**Task goal**.
Below are some records. Return exactly the lines from the one containing "pub const PROJECTS_PATH: &str" through the one containing "let server = MockServer::start().await;", both included, and only those.

------------------------------------

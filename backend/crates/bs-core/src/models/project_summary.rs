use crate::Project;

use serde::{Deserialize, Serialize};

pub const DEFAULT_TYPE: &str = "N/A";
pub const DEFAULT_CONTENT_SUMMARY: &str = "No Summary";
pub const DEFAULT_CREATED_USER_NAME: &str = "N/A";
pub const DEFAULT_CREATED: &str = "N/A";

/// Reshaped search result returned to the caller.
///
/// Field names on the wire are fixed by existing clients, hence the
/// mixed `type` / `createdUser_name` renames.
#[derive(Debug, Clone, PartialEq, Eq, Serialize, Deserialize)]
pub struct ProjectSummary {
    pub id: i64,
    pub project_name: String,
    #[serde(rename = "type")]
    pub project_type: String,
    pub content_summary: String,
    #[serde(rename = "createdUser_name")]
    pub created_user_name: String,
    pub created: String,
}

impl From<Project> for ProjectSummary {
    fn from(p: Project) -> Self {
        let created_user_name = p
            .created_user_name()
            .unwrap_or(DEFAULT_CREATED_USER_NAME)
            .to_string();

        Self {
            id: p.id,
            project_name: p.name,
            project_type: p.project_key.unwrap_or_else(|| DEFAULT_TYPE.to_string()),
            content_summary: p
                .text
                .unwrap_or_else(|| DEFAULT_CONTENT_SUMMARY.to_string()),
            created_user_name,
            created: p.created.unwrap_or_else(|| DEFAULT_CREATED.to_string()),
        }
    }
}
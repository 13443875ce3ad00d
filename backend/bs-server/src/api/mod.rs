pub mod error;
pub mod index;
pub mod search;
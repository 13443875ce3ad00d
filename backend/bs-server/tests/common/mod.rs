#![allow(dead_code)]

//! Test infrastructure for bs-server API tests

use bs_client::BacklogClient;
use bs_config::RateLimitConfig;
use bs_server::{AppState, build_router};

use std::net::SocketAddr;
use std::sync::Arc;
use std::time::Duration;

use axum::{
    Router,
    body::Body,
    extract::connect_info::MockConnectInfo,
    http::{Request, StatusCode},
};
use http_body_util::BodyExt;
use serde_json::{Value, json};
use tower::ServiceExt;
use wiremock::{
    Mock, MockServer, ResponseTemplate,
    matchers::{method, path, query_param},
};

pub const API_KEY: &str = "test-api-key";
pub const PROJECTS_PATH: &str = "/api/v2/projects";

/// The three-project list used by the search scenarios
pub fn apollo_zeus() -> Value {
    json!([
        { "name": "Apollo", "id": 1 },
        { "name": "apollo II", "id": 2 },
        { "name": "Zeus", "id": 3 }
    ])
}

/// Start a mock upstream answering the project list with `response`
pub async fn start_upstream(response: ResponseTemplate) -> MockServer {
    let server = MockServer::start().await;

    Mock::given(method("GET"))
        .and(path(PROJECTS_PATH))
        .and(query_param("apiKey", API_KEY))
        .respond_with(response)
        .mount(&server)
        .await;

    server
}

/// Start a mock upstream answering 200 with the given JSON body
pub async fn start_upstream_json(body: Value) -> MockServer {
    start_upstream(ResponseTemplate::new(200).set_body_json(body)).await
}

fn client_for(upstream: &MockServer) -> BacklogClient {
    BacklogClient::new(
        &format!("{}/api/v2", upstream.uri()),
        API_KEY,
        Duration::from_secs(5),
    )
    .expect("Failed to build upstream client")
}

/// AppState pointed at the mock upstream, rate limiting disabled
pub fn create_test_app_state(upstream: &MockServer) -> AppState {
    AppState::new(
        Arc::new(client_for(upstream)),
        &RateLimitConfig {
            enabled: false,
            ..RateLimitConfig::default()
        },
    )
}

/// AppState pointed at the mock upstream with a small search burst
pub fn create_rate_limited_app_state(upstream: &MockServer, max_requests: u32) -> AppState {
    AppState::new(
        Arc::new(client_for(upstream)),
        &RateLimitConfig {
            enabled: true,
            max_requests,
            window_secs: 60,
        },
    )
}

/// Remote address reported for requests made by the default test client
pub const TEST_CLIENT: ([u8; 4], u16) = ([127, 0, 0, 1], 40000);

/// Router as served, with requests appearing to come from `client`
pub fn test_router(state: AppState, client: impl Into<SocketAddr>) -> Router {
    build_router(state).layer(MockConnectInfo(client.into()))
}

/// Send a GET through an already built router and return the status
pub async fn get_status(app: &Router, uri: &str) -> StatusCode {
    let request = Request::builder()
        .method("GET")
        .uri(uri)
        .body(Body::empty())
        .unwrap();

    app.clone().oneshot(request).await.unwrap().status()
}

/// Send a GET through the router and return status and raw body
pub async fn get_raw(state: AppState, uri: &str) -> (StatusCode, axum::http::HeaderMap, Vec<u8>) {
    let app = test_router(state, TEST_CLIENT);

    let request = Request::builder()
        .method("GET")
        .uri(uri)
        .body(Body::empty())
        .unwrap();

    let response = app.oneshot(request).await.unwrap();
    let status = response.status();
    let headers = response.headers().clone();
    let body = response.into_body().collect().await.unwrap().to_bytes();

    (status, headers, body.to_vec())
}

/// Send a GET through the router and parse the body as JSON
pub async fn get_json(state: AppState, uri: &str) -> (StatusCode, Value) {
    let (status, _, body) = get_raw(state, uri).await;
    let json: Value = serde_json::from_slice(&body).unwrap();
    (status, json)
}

------------------------------------

**Answer below**.
pub const PROJECTS_PATH: &str = "/api/v2/projects";

/// The three-project list used by the search scenarios
pub fn apollo_zeus() -> Value {
    json!([
        { "name": "Apollo", "id": 1 },
        { "name": "apollo II", "id": 2 },
        { "name": "Zeus", "id": 3 }
    ])
}

/// Start a mock upstream answering the project list with `response`
pub async fn start_upstream(response: ResponseTemplate) -> MockServer {
    let server = MockServer::start().await;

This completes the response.